What the exercise asks -
Output only the lines of the entries that follow, starting at the one with "pub fn vault_balance(&self, market_id: MarketId)" and running down to the one with "the market's pool.", both included and unchanged.
***** Records for the exercise
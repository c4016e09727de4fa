//! The exchange facade
//!
//! One `Exchange` owns every market. Each market is a shard behind its own
//! mutex: the order book, the market aggregate (vault, ledgers, pool), the
//! balance book, and the event log. Public operations lock exactly one
//! shard for their whole duration, which reproduces the host runtime's
//! per-book call serialization.

use std::collections::HashMap;
use parking_lot::Mutex;
use tracing::{debug, info};

use clearing::{apply_fill, BalanceBook, Market, SettlementMode};
use matching_engine::{match_order, OrderBook};
use types::errors::MarketError;
use types::fill::{Fill, FillKind};
use types::ids::{MarketId, OrderId, TraderId};
use types::numeric::{Price, Quantity};
use types::order::{Order, Side};
use types::outcome::Outcome;

use crate::events::{
    AutoMatched, CrossAssetMatched, MarketEvent, OrderCancelled, OrderPlaced, OrderRefunded,
    SettlementClaimed, SharesTransferred, TradeSettled,
};

struct MarketShard {
    market: Market,
    book: OrderBook,
    balances: BalanceBook,
    events: Vec<MarketEvent>,
}

/// The public operation surface of the market core.
pub struct Exchange {
    admin: TraderId,
    markets: HashMap<MarketId, Mutex<MarketShard>>,
}

impl Exchange {
    /// Create an exchange administered by the given trader.
    pub fn new(admin: TraderId) -> Self {
        Self {
            admin,
            markets: HashMap::new(),
        }
    }

    fn shard(&self, market_id: MarketId) -> Result<&Mutex<MarketShard>, MarketError> {
        self.markets
            .get(&market_id)
            .ok_or(MarketError::MarketNotFound)
    }

    fn require_admin(&self, caller: TraderId) -> Result<(), MarketError> {
        if caller != self.admin {
            return Err(MarketError::Unauthorized);
        }
        Ok(())
    }

    // ───────────────────────── Administration ─────────────────────────

    /// Create a market with immediate maker settlement. Admin-only.
    pub fn create_market(
        &mut self,
        caller: TraderId,
        question: impl Into<String>,
        option_a_name: impl Into<String>,
        option_b_name: impl Into<String>,
    ) -> Result<MarketId, MarketError> {
        self.create_market_with_mode(
            caller,
            question,
            option_a_name,
            option_b_name,
            SettlementMode::Immediate,
        )
    }

    /// Create a market with an explicit settlement mode. Admin-only.
    pub fn create_market_with_mode(
        &mut self,
        caller: TraderId,
        question: impl Into<String>,
        option_a_name: impl Into<String>,
        option_b_name: impl Into<String>,
        mode: SettlementMode,
    ) -> Result<MarketId, MarketError> {
        self.require_admin(caller)?;
        let market_id = MarketId::new();
        let shard = MarketShard {
            market: Market::with_mode(market_id, question, option_a_name, option_b_name, mode),
            book: OrderBook::new(market_id),
            balances: BalanceBook::new(),
            events: Vec::new(),
        };
        self.markets.insert(market_id, Mutex::new(shard));
        info!(%market_id, ?mode, "market created");
        Ok(market_id)
    }

    /// Open or close a market for new orders. Admin-only.
    pub fn set_market_active(
        &self,
        caller: TraderId,
        market_id: MarketId,
        active: bool,
    ) -> Result<(), MarketError> {
        self.require_admin(caller)?;
        let mut shard = self.shard(market_id)?.lock();
        shard.market.set_active(active);
        info!(%market_id, active, "market activity changed");
        Ok(())
    }

    /// Grant outcome shares to a trader (host bootstrap mint). Admin-only.
    pub fn credit_shares(
        &self,
        caller: TraderId,
        market_id: MarketId,
        trader: TraderId,
        outcome: Outcome,
        quantity: u64,
    ) -> Result<(), MarketError> {
        self.require_admin(caller)?;
        if quantity == 0 {
            return Err(MarketError::InvalidQuantity { shares: 0 });
        }
        let mut shard = self.shard(market_id)?.lock();
        shard.market.credit_shares(trader, outcome, quantity)
    }

    // ───────────────────────── Funds ─────────────────────────

    /// Create the trader's balance record; one per (trader, market).
    pub fn create_user_balance(
        &self,
        trader: TraderId,
        market_id: MarketId,
    ) -> Result<(), MarketError> {
        let mut shard = self.shard(market_id)?.lock();
        shard.balances.create(trader, market_id)
    }

    /// Credit funds to the trader's balance.
    pub fn deposit(
        &self,
        trader: TraderId,
        market_id: MarketId,
        amount: u64,
    ) -> Result<(), MarketError> {
        if amount == 0 {
            return Err(MarketError::InvalidAmount);
        }
        let mut shard = self.shard(market_id)?.lock();
        shard.balances.get_mut(&trader)?.credit(amount)
    }

    /// Remove funds from the trader's balance, returning the amount moved.
    pub fn withdraw(
        &self,
        trader: TraderId,
        market_id: MarketId,
        amount: u64,
    ) -> Result<u64, MarketError> {
        if amount == 0 {
            return Err(MarketError::InvalidAmount);
        }
        let mut shard = self.shard(market_id)?.lock();
        shard.balances.get_mut(&trader)?.debit(amount)?;
        Ok(amount)
    }

    // ───────────────────────── Orders ─────────────────────────

    /// Place a limit order and run matching synchronously.
    ///
    /// For bids, `price × quantity` is locked into the vault before the
    /// order enters the book; for asks, `quantity` shares of the outcome
    /// are reserved. Either reservation fails before any state changes.
    pub fn place_order(
        &self,
        trader: TraderId,
        market_id: MarketId,
        outcome: Outcome,
        price: u64,
        quantity: u64,
        side: Side,
    ) -> Result<OrderId, MarketError> {
        let price = Price::try_new(price)?;
        let quantity = Quantity::try_new(quantity)?;
        let mut guard = self.shard(market_id)?.lock();
        let shard = &mut *guard;

        if !shard.market.is_active() {
            return Err(MarketError::MarketInactive);
        }
        // Ownership check: the caller must hold a balance in this market.
        shard.balances.get(&trader)?;

        let locked_collateral = match side {
            Side::Bid => {
                let cost = price.cost(quantity)?;
                let balance = shard.balances.get_mut(&trader)?;
                shard.market.lock_collateral(balance, cost)?;
                cost
            }
            Side::Ask => {
                shard
                    .market
                    .ledger_mut(outcome)
                    .reserve(trader, quantity.get())?;
                0
            }
        };

        let order_id = shard
            .book
            .place(trader, outcome, price, quantity, side, locked_collateral);
        shard.events.push(MarketEvent::OrderPlaced(OrderPlaced {
            order_id,
            trader,
            outcome,
            price,
            quantity,
            side,
        }));
        info!(%market_id, %order_id, %trader, %outcome, %price, %quantity, ?side, "order placed");

        let fills = match_order(&mut shard.book, order_id);
        for fill in &fills {
            Self::settle_and_record(shard, fill)?;
        }
        if !fills.is_empty() {
            debug!(%order_id, fills = fills.len(), "matching complete");
        }
        Ok(order_id)
    }

    /// Thin `u8`-encoded wrapper over [`Exchange::place_order`]
    /// (`0` = OptionA/bid, `1` = OptionB/ask).
    #[allow(clippy::too_many_arguments)]
    pub fn place_order_cli(
        &self,
        trader: TraderId,
        market_id: MarketId,
        outcome: u8,
        price: u64,
        quantity: u64,
        side: u8,
    ) -> Result<OrderId, MarketError> {
        let outcome =
            Outcome::try_from_u8(outcome).ok_or(MarketError::InvalidOutcome { raw: outcome })?;
        let side = match side {
            0 => Side::Bid,
            1 => Side::Ask,
            raw => return Err(MarketError::InvalidSide { raw }),
        };
        self.place_order(trader, market_id, outcome, price, quantity, side)
    }

    /// Cancel the unfilled remainder of the caller's order.
    pub fn cancel_order(
        &self,
        trader: TraderId,
        market_id: MarketId,
        order_id: OrderId,
    ) -> Result<(), MarketError> {
        let mut guard = self.shard(market_id)?.lock();
        let shard = &mut *guard;

        let cancelled = shard.book.cancel(order_id, trader)?;
        shard.events.push(MarketEvent::OrderCancelled(OrderCancelled {
            order_id,
            trader,
            filled_quantity: cancelled.filled_quantity,
            unfilled_quantity: cancelled.remaining(),
        }));

        match cancelled.side {
            Side::Bid => {
                let refund = cancelled.locked_collateral;
                if refund > 0 {
                    let balance = shard.balances.get_mut(&trader)?;
                    shard.market.refund(balance, refund)?;
                    shard.events.push(MarketEvent::OrderRefunded(OrderRefunded {
                        order_id,
                        trader,
                        amount: refund,
                    }));
                }
            }
            Side::Ask => {
                shard
                    .market
                    .ledger_mut(cancelled.outcome)
                    .release(trader, cancelled.remaining());
            }
        }
        info!(%market_id, %order_id, %trader, "order cancelled");
        Ok(())
    }

    /// Pull accrued deferred settlement; returns the claimed amount.
    pub fn claim_settlement(
        &self,
        trader: TraderId,
        market_id: MarketId,
    ) -> Result<u64, MarketError> {
        let mut guard = self.shard(market_id)?.lock();
        let shard = &mut *guard;
        let balance = shard.balances.get_mut(&trader)?;
        let amount = shard.market.claim_settlement(balance)?;
        shard
            .events
            .push(MarketEvent::SettlementClaimed(SettlementClaimed {
                trader,
                amount,
            }));
        info!(%market_id, %trader, amount, "settlement claimed");
        Ok(amount)
    }

    // ───────────────────────── Read-only surface ─────────────────────────

    /// Best active bid price in ticks, 0 when no bid is active.
    pub fn top_bid(&self, market_id: MarketId) -> Result<u64, MarketError> {
        let shard = self.shard(market_id)?.lock();
        Ok(shard.book.top_bid().map_or(0, Price::ticks))
    }

    /// Best active ask price in ticks, 0 when no ask is active.
    pub fn top_ask(&self, market_id: MarketId) -> Result<u64, MarketError> {
        let shard = self.shard(market_id)?.lock();
        Ok(shard.book.top_ask().map_or(0, Price::ticks))
    }

    /// Side-list lengths (includes filled, historical orders).
    pub fn depth(&self, market_id: MarketId) -> Result<(usize, usize), MarketError> {
        let shard = self.shard(market_id)?.lock();
        Ok(shard.book.depth())
    }

    /// A trader's holdings and uncommitted funds:
    /// `(a_shares, b_shares, balance)`.
    pub fn user_position(
        &self,
        market_id: MarketId,
        trader: TraderId,
    ) -> Result<(u64, u64, u64), MarketError> {
        let shard = self.shard(market_id)?.lock();
        let (a_shares, b_shares) = shard.market.position(&trader);
        let balance = shard.balances.get(&trader)?.balance();
        Ok((a_shares, b_shares, balance))
    }

    /// Snapshot of a resting or filled order.
    pub fn order(
        &self,
        market_id: MarketId,
        order_id: OrderId,
    ) -> Result<Option<Order>, MarketError> {
        let shard = self.shard(market_id)?.lock();
        Ok(shard.book.order(order_id).cloned())
    }

    /// Current vault holdings: locked bid collateral plus unclaimed
    /// settlement. Exposed for invariant monitoring.
    pub fn vault_balance(&self, market_id: MarketId) -> Result<u64, MarketError> {
        let shard = self.shard(market_id)?.lock();
        Ok(shard.market.vault())
    }

    /// Sum of all unclaimed settlement in the market's pool.
    pub fn settlement_pool_total(&self, market_id: MarketId) -> Result<u64, MarketError> {
        let shard = self.shard(market_id)?.lock();
        Ok(shard.market.pool_total())
    }

    /// Drain the market's ordered event log.
    pub fn drain_events(&self, market_id: MarketId) -> Result<Vec<MarketEvent>, MarketError> {
        let mut shard = self.shard(market_id)?.lock();
        Ok(std::mem::take(&mut shard.events))
    }

    // ───────────────────────── Internals ─────────────────────────

    /// Apply one fill's value movement and append its event triple.
    fn settle_and_record(shard: &mut MarketShard, fill: &Fill) -> Result<(), MarketError> {
        let settlement = apply_fill(&mut shard.market, &mut shard.balances, fill)?;
        debug!(
            maker = %fill.maker_order_id,
            taker = %fill.taker_order_id,
            ?fill.kind,
            price = %fill.execution_price,
            quantity = %fill.quantity,
            payment = settlement.payment,
            "fill settled"
        );

        shard.events.push(match fill.kind {
            FillKind::SameOutcome => MarketEvent::AutoMatched(AutoMatched {
                maker_order_id: fill.maker_order_id,
                taker_order_id: fill.taker_order_id,
                outcome: fill.share_outcome,
                price: fill.execution_price,
                quantity: fill.quantity,
            }),
            FillKind::CrossOutcome => MarketEvent::CrossAssetMatched(CrossAssetMatched {
                maker_order_id: fill.maker_order_id,
                taker_order_id: fill.taker_order_id,
                share_outcome: fill.share_outcome,
                price: fill.execution_price,
                quantity: fill.quantity,
            }),
        });
        shard
            .events
            .push(MarketEvent::SharesTransferred(SharesTransferred {
                from: fill.seller,
                to: fill.buyer,
                outcome: fill.share_outcome,
                quantity: fill.quantity,
            }));
        shard.events.push(MarketEvent::TradeSettled(TradeSettled {
            seller: fill.seller,
            buyer: fill.buyer,
            amount: settlement.payment,
            deferred: settlement.deferred,
        }));
        Ok(())
    }
}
**********
Solution below -
    pub fn vault_balance(&self, market_id: MarketId) -> Result<u64, MarketError> {
        let shard = self.shard(market_id)?.lock();
        Ok(shard.market.vault())
    }

    /// Sum of all unclaimed settlement in the market's pool.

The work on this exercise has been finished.